08/11/2019 às 17h05min - Atualizada em 08/11/2019 às 17h05min

Espiritismo, luta contra homofobia e doação de órgãos permeiam longa brasileiro Bate Coração

Juliana Ribeiro
BNews
Foto: divulgação
Com estreia em todo o País na última quinta-feira (7), o filme Bate Coração do cineasta Glauber Filho mistura a comédia, a religião, a discussão sobre preconceito e um tema relevante na área da saúde pública que é a doação de órgãos. 

Filme, que se passa no Ceará, traz como protagonista Isadora (Aramis Trindade) que após sofrer um acidente tem seu coração transplantado para Sandro (André Bankoff).
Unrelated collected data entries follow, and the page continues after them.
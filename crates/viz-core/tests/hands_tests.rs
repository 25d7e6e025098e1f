// Hand landmark resolution into an interaction center and closeness.

use glam::Vec3;
use viz_core::hands::{Hand, HandInteraction};

#[test]
fn no_hands_means_no_interaction() {
    assert_eq!(HandInteraction::resolve(&[]), None);
}

#[test]
fn hands_without_landmarks_are_skipped() {
    let empty = Hand::default();
    assert_eq!(HandInteraction::resolve(&[empty.clone()]), None);

    // One empty and one tracked hand resolves as a single hand.
    let tracked = Hand::from_wrist(0.5, 0.5);
    let hit = HandInteraction::resolve(&[empty, tracked]).expect("one usable wrist");
    assert_eq!(hit.closeness, None);
}

#[test]
fn single_hand_maps_to_the_world_window() {
    let hit = HandInteraction::resolve(&[Hand::from_wrist(0.25, 0.75)]).unwrap();
    assert!((hit.center - Vec3::new(5.0, -3.75, 0.0)).length() < 1e-6);
    assert_eq!(hit.closeness, None);

    // Camera center lands on the world origin.
    let hit = HandInteraction::resolve(&[Hand::from_wrist(0.5, 0.5)]).unwrap();
    assert!(hit.center.length() < 1e-6);
}

#[test]
fn two_hands_give_closeness_and_a_midpoint_center() {
    let h1 = Hand::from_wrist(0.2, 0.5);
    let h2 = Hand::from_wrist(0.8, 0.5);
    let hit = HandInteraction::resolve(&[h1, h2]).unwrap();
    let closeness = hit.closeness.expect("two hands have closeness");
    assert!((closeness - 0.6).abs() < 1e-6);
    // (0.5-0.2)+(0.5-0.8) = 0, both axes symmetric around center.
    assert!(hit.center.length() < 1e-6);

    let h1 = Hand::from_wrist(0.1, 0.2);
    let h2 = Hand::from_wrist(0.3, 0.4);
    let hit = HandInteraction::resolve(&[h1, h2]).unwrap();
    assert!((hit.center - Vec3::new(6.0, 3.0, 0.0)).length() < 1e-5);
}

#[test]
fn coincident_hands_have_zero_closeness() {
    let h = Hand::from_wrist(0.4, 0.6);
    let hit = HandInteraction::resolve(&[h.clone(), h]).unwrap();
    assert_eq!(hit.closeness, Some(0.0));
}

#[test]
fn extra_hands_beyond_two_are_ignored() {
    let h1 = Hand::from_wrist(0.2, 0.5);
    let h2 = Hand::from_wrist(0.8, 0.5);
    let h3 = Hand::from_wrist(0.0, 0.0);
    let two = HandInteraction::resolve(&[h1.clone(), h2.clone()]).unwrap();
    let three = HandInteraction::resolve(&[h1, h2, h3]).unwrap();
    assert_eq!(two, three);
}
//! Procedural target point clouds for each morph shape.
//!
//! Generation is randomized (no seed contract) but reproduces the same
//! statistical distribution on every call. Clouds are generated once per
//! particle count and cached in a [`ShapeCatalog`]; the morph engine reads
//! them immutably for the rest of its lifetime.

use std::f32::consts::{PI, TAU};

use fnv::FnvHashMap;
use glam::{Quat, Vec3};
use rand::prelude::*;

use crate::constants::*;

/// The closed set of shapes the swarm can morph between.
#[derive(Clone, Copy, Debug, PartialEq, Eq, Hash)]
pub enum ParticleShape {
    Sphere,
    Heart,
    Tree,
    Saturn,
    Dna,
}

impl ParticleShape {
    pub const ALL: [ParticleShape; 5] = [
        ParticleShape::Sphere,
        ParticleShape::Heart,
        ParticleShape::Tree,
        ParticleShape::Saturn,
        ParticleShape::Dna,
    ];
}

/// Uniform-on-sphere sample at the given radius.
fn sphere_point(rng: &mut impl Rng, radius: f32) -> Vec3 {
    let theta = rng.gen::<f32>() * TAU;
    let phi = rng.gen_range(-1.0_f32..=1.0).acos();
    Vec3::new(
        radius * phi.sin() * theta.cos(),
        radius * phi.sin() * theta.sin(),
        radius * phi.cos(),
    )
}

fn heart_point(rng: &mut impl Rng) -> Vec3 {
    let t = rng.gen::<f32>() * TAU;
    let x = 16.0 * t.sin().powi(3);
    let y = 13.0 * t.cos() - 5.0 * (2.0 * t).cos() - 2.0 * (3.0 * t).cos() - (4.0 * t).cos();
    let z = rng.gen_range(-HEART_DEPTH..HEART_DEPTH);
    Vec3::new(x, y, z) * HEART_SCALE
}

fn tree_point(rng: &mut impl Rng) -> Vec3 {
    let half = TREE_HEIGHT / 2.0;
    let y = rng.gen_range(-half..half);
    let radius = (half - y) * TREE_TAPER; // wide at the base, a point at the tip
    let angle = rng.gen::<f32>() * TAU;
    Vec3::new(angle.cos() * radius, y, angle.sin() * radius)
}

fn saturn_point(rng: &mut impl Rng) -> Vec3 {
    if rng.gen::<f32>() < SATURN_RING_FRACTION {
        let angle = rng.gen::<f32>() * TAU;
        let dist = rng.gen_range(SATURN_RING_INNER..SATURN_RING_OUTER);
        let y = rng.gen_range(-SATURN_RING_HALF_THICKNESS..SATURN_RING_HALF_THICKNESS);
        let flat = Vec3::new(angle.cos() * dist, y, angle.sin() * dist);
        Quat::from_rotation_x(SATURN_RING_TILT) * flat
    } else {
        sphere_point(rng, SATURN_BODY_RADIUS)
    }
}

fn dna_point(rng: &mut impl Rng) -> Vec3 {
    let t = rng.gen_range(-DNA_HALF_HEIGHT..DNA_HALF_HEIGHT);
    let strand = if rng.gen::<bool>() { 0.0 } else { PI };
    let angle = t * DNA_TWIST + strand;
    Vec3::new(angle.cos() * DNA_RADIUS, t, angle.sin() * DNA_RADIUS)
}

/// Sample a target cloud of exactly `count` points for `shape`.
///
/// Pure with respect to state; all randomness comes from `rng`.
pub fn generate_cloud(shape: ParticleShape, count: usize, rng: &mut impl Rng) -> Vec<Vec3> {
    let mut cloud = Vec::with_capacity(count);
    for _ in 0..count {
        cloud.push(match shape {
            ParticleShape::Sphere => sphere_point(rng, SPHERE_RADIUS),
            ParticleShape::Heart => heart_point(rng),
            ParticleShape::Tree => tree_point(rng),
            ParticleShape::Saturn => saturn_point(rng),
            ParticleShape::Dna => dna_point(rng),
        });
    }
    cloud
}

/// All five target clouds for a fixed particle count, generated up front
/// and immutable afterwards.
pub struct ShapeCatalog {
    clouds: FnvHashMap<ParticleShape, Vec<Vec3>>,
    count: usize,
}

impl ShapeCatalog {
    pub fn new(count: usize) -> Self {
        let mut rng = rand::thread_rng();
        Self::with_rng(count, &mut rng)
    }

    pub fn with_rng(count: usize, rng: &mut impl Rng) -> Self {
        let mut clouds = FnvHashMap::default();
        for shape in ParticleShape::ALL {
            clouds.insert(shape, generate_cloud(shape, count, rng));
        }
        log::debug!("generated {} shape clouds of {count} points", clouds.len());
        Self { clouds, count }
    }

    pub fn count(&self) -> usize {
        self.count
    }

    /// Target cloud for `shape`, falling back to the sphere cloud when the
    /// requested one is missing.
    pub fn cloud(&self, shape: ParticleShape) -> &[Vec3] {
        match self.clouds.get(&shape) {
            Some(cloud) => cloud,
            None => self
                .clouds
                .get(&ParticleShape::Sphere)
                .map(Vec::as_slice)
                .unwrap_or(&[]),
        }
    }
}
Acontece que o órgão vital carregou consigo características da personalidade da travesti e esse é o enlace da comédia do longa.
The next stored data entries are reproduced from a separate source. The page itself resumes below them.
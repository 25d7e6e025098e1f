//! Per-particle color mapping: a frequency-driven hue shift on the base
//! color, then a two-hand closeness blend toward the hot accent color.
//!
//! Colors are RGB `Vec3` with channels in [0, 1], parsed from 24-bit hex
//! at the boundary.

use glam::Vec3;
use thiserror::Error;

use crate::constants::HUE_SHIFT_SPAN;

/// Accent color the swarm blends toward as hands come together (#ff69b4).
pub const HOT_PINK: Vec3 = Vec3::new(1.0, 105.0 / 255.0, 180.0 / 255.0);

#[derive(Debug, Error, PartialEq)]
pub enum ColorParseError {
    #[error("expected a #rrggbb color, got {0:?}")]
    Malformed(String),
}

/// Parse a renderer-style `"#rrggbb"` (or bare `"rrggbb"`) string.
pub fn parse_hex(s: &str) -> Result<Vec3, ColorParseError> {
    let digits = s.strip_prefix('#').unwrap_or(s);
    // from_str_radix tolerates a sign prefix, so gate on hex digits only.
    if digits.len() != 6 || !digits.chars().all(|c| c.is_ascii_hexdigit()) {
        return Err(ColorParseError::Malformed(s.to_string()));
    }
    let packed =
        u32::from_str_radix(digits, 16).map_err(|_| ColorParseError::Malformed(s.to_string()))?;
    Ok(from_hex(packed))
}

/// Expand a 24-bit `0xrrggbb` value into unit-range RGB.
pub fn from_hex(rgb: u32) -> Vec3 {
    Vec3::new(
        ((rgb >> 16) & 0xff) as f32 / 255.0,
        ((rgb >> 8) & 0xff) as f32 / 255.0,
        (rgb & 0xff) as f32 / 255.0,
    )
}

/// Rotate hue by `amount` (1.0 = full wheel), leaving saturation and
/// lightness alone. Achromatic colors pass through unchanged.
pub fn shift_hue(color: Vec3, amount: f32) -> Vec3 {
    if amount == 0.0 {
        return color;
    }
    let (h, s, l) = rgb_to_hsl(color);
    if s == 0.0 {
        return color;
    }
    hsl_to_rgb((h + amount).rem_euclid(1.0), s, l)
}

/// Color for one particle this frame.
///
/// `bin` is this particle's frequency sample (`None` when no audio is
/// active), `closeness` the two-hand distance (`None` unless two hands
/// are tracked). Closeness 0 lands exactly on `hot`; closeness >= 1
/// leaves the hue-shifted color untouched.
pub fn particle_color(base: Vec3, hot: Vec3, bin: Option<u8>, closeness: Option<f32>) -> Vec3 {
    let mut color = match bin {
        Some(b) => shift_hue(base, (b as f32 / 255.0) * HUE_SHIFT_SPAN),
        None => base,
    };
    if let Some(closeness) = closeness {
        let blend = (1.0 - closeness).clamp(0.0, 1.0);
        if blend >= 1.0 {
            color = hot;
        } else if blend > 0.0 {
            color += (hot - color) * blend;
        }
    }
    color
}

fn rgb_to_hsl(c: Vec3) -> (f32, f32, f32) {
    let max = c.max_element();
    let min = c.min_element();
    let l = (max + min) / 2.0;
    if max == min {
        return (0.0, 0.0, l);
    }
    let d = max - min;
    let s = if l > 0.5 {
        d / (2.0 - max - min)
    } else {
        d / (max + min)
    };
    let h = if max == c.x {
        ((c.y - c.z) / d + if c.y < c.z { 6.0 } else { 0.0 }) / 6.0
    } else if max == c.y {
        ((c.z - c.x) / d + 2.0) / 6.0
    } else {
        ((c.x - c.y) / d + 4.0) / 6.0
    };
    (h, s, l)
}

fn hsl_to_rgb(h: f32, s: f32, l: f32) -> Vec3 {
    if s == 0.0 {
        return Vec3::splat(l);
    }
    let q = if l < 0.5 { l * (1.0 + s) } else { l + s - l * s };
    let p = 2.0 * l - q;
    Vec3::new(
        hue_channel(p, q, h + 1.0 / 3.0),
        hue_channel(p, q, h),
        hue_channel(p, q, h - 1.0 / 3.0),
    )
}

fn hue_channel(p: f32, q: f32, t: f32) -> f32 {
    let t = t.rem_euclid(1.0);
    if t < 1.0 / 6.0 {
        p + (q - p) * 6.0 * t
    } else if t < 0.5 {
        q
    } else if t < 2.0 / 3.0 {
        p + (q - p) * (2.0 / 3.0 - t) * 6.0
    } else {
        p
    }
}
Com uma linguagem simples, como também seu roteiro, o filme tem boa fotografia e trilha sonora que faz o expectador acompanhar as canções.

O tema, apesar de trazer cunho espírita, é uma ficção cômica, totalmente diferente dos filmes mais sérios feitos pelo cineasta que assina Bate Coração. Glauber, cearense, já fez Bezerra de Menezes” (2008) e “As Mães de Chico Xavier” (2011).
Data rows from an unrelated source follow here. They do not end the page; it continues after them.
//! Headless driver for the particle core.
//!
//! Stands in for a render loop: runs the engine at a fixed timestep
//! with synthetic audio and hand input, logging a one-line summary per
//! second. Useful for profiling and for eyeballing engine behavior
//! without a GPU frontend.

use std::thread;
use std::time::{Duration, Instant};

use viz_core::{EngineParams, FrameInput, Hand, ParticleMorphEngine, ParticleShape};

const FRAME_RATE: f64 = 60.0;
const RUN_SECONDS: f64 = 20.0;
const SHAPE_HOLD_SECONDS: f64 = 4.0;
const BIN_COUNT: usize = 128;

/// Fake analyser snapshot: a bass pulse at ~1 Hz plus steady highs.
fn synth_bins(elapsed: f64, bins: &mut [u8]) {
    let pulse = ((elapsed * std::f64::consts::TAU).sin() * 0.5 + 0.5) as f32;
    for (i, bin) in bins.iter_mut().enumerate() {
        *bin = if i < 20 {
            (pulse * 220.0) as u8
        } else if (50..100).contains(&i) {
            90
        } else {
            0
        };
    }
}

/// Fake tracker snapshot: one hand sweeping across the frame.
fn synth_hands(elapsed: f64) -> Vec<Hand> {
    let x = ((elapsed * 0.25).fract()) as f32;
    vec![Hand::from_wrist(x, 0.5)]
}

fn main() -> anyhow::Result<()> {
    env_logger::init();

    let engine_params = EngineParams::default();
    let mut engine = ParticleMorphEngine::new(engine_params);
    let shapes = ParticleShape::ALL;

    let frame_dt = Duration::from_secs_f64(1.0 / FRAME_RATE);
    let start = Instant::now();
    let mut bins = vec![0u8; BIN_COUNT];
    let mut last_report = 0u64;

    loop {
        let elapsed = start.elapsed().as_secs_f64();
        if elapsed >= RUN_SECONDS {
            break;
        }

        synth_bins(elapsed, &mut bins);
        let hands = synth_hands(elapsed);
        let shape = shapes[(elapsed / SHAPE_HOLD_SECONDS) as usize % shapes.len()];

        let frame_start = Instant::now();
        let frame = engine.update(&FrameInput {
            elapsed_seconds: elapsed,
            shape,
            frequency_bins: &bins,
            hands: &hands,
        });

        let second = elapsed as u64;
        if second != last_report {
            last_report = second;
            let mean_radius = frame
                .instances
                .iter()
                .map(|p| p.position.length())
                .sum::<f32>()
                / frame.instances.len().max(1) as f32;
            log::info!(
                "t={second:>3}s shape={shape:?} mean_radius={mean_radius:.2} \
                 spin_delta={:.4} frame_time={:?}",
                frame.mesh_rotation_delta,
                frame_start.elapsed()
            );
        }

        let spent = frame_start.elapsed();
        if spent < frame_dt {
            thread::sleep(frame_dt - spent);
        }
    }

    log::info!(
        "done: final mesh rotation {:.3} rad",
        engine.mesh_rotation_y()
    );
    Ok(())
}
Aramis, um dos atores principais, rosto conhecido na TV e em filmes, rouba a cena com a mistura de tratar de um assunto sério com comédia com o sotaque marcante do cearense. O registro da comicidade também perpassa o salão de beleza, onde a trama também gira, e a briga das rivais que fizeram sucesso no passado.

ESTREIA - O filma segue em cartaz nos principais cinemas de todo o Brasil. Em Salvador, a imprensa foi convidada para uma cabine para convidados no cinema do Shopping Barra.